PROBLEM: For the entries that follow, tally the lines holding the string "configured". Give the total and nothing else.

RECORDS SUPPLIED:
[Start of section]
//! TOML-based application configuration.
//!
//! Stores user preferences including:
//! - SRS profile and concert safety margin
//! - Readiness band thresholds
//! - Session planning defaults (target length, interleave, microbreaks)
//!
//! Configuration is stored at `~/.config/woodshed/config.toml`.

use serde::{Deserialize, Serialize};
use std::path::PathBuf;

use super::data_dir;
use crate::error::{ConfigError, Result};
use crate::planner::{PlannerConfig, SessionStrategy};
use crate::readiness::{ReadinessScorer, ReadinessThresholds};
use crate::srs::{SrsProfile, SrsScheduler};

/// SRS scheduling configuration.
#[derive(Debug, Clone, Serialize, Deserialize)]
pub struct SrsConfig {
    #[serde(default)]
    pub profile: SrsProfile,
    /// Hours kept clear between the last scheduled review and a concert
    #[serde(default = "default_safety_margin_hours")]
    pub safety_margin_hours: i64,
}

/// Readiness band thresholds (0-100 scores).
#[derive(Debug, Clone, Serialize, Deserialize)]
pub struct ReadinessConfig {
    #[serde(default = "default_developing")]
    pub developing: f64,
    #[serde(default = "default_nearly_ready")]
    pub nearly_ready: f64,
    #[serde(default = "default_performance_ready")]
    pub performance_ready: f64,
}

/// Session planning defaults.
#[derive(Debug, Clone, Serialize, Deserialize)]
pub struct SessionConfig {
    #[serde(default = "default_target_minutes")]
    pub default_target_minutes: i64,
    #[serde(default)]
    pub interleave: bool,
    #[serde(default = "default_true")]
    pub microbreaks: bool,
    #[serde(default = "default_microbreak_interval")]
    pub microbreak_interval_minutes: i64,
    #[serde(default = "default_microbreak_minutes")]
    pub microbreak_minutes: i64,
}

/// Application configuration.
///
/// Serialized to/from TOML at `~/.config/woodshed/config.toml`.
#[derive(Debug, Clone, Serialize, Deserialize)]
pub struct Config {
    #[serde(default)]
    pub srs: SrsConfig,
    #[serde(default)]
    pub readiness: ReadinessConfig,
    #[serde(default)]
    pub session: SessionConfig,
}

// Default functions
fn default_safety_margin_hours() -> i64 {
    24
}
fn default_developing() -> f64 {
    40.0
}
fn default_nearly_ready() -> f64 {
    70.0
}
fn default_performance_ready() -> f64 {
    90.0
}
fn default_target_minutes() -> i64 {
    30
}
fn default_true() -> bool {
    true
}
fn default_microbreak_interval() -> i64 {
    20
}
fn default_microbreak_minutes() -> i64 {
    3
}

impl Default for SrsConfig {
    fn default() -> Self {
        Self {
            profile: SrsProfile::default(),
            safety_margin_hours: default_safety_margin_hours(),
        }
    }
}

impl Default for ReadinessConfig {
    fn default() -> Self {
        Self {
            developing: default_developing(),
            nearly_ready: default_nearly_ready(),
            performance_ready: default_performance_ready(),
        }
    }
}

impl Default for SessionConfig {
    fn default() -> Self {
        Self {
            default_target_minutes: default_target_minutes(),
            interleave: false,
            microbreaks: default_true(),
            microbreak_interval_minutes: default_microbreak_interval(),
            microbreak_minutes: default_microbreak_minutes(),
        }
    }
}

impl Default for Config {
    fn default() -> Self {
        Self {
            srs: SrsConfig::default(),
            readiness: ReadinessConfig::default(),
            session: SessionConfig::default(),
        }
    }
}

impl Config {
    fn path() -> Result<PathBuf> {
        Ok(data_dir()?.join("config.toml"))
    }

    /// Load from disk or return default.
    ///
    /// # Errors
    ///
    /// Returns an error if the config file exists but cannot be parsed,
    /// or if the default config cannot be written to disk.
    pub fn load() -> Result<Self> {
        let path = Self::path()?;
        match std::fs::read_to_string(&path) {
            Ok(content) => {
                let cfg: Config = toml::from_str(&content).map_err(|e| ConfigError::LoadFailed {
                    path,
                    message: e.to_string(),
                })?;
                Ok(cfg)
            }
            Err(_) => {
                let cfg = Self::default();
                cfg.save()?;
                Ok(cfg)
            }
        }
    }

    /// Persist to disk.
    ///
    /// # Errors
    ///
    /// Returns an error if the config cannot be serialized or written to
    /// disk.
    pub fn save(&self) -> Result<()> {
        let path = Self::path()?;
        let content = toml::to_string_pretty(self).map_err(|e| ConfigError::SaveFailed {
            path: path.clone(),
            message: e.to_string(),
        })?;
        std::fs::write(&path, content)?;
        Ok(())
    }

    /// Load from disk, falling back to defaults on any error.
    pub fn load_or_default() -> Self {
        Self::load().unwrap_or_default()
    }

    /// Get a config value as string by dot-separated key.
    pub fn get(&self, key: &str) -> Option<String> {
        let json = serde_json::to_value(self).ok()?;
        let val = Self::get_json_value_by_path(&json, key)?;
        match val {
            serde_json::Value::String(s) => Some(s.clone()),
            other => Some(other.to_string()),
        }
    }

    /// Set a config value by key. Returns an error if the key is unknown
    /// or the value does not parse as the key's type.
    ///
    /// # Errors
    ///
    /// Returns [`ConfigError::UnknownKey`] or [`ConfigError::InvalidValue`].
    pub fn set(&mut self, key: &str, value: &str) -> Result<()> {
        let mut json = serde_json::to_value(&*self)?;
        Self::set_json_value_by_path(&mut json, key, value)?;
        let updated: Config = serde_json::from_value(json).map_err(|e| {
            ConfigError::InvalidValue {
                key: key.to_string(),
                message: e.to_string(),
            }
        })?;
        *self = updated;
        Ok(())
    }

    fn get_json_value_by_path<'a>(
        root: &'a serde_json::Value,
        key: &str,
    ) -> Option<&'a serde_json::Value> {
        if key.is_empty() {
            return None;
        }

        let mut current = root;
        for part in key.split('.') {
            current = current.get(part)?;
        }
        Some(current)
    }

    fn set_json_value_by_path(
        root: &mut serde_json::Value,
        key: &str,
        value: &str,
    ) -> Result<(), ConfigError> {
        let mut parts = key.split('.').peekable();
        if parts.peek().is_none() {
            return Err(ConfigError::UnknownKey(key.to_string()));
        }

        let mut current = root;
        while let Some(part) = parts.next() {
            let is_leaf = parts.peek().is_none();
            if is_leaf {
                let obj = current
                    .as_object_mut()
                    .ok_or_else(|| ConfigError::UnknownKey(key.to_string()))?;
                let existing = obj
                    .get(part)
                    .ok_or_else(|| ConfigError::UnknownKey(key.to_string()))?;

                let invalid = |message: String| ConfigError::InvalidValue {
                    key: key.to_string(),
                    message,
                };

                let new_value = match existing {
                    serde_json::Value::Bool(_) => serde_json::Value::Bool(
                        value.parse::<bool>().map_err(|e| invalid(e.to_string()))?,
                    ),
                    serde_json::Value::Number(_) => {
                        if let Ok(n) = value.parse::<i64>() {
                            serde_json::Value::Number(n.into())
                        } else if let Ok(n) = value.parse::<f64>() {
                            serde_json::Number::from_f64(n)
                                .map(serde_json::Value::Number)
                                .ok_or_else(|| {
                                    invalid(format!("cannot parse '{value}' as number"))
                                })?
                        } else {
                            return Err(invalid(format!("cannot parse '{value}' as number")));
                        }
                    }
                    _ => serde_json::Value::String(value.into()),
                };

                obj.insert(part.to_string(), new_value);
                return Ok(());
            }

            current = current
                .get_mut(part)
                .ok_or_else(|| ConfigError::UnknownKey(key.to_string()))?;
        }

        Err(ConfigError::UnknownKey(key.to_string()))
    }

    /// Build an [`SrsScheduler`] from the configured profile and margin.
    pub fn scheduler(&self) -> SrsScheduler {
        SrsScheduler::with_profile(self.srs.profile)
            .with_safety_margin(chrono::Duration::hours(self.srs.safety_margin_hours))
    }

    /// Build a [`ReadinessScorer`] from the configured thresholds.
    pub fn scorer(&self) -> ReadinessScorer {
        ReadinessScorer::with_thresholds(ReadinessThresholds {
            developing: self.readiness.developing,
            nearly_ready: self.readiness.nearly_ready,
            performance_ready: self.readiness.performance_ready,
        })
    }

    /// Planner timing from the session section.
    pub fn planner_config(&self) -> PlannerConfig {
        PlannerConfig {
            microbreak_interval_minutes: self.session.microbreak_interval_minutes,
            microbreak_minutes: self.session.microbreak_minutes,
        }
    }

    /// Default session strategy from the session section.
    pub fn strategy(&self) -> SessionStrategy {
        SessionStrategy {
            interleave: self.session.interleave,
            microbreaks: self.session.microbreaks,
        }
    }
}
[End of section]
SOLUTION: 2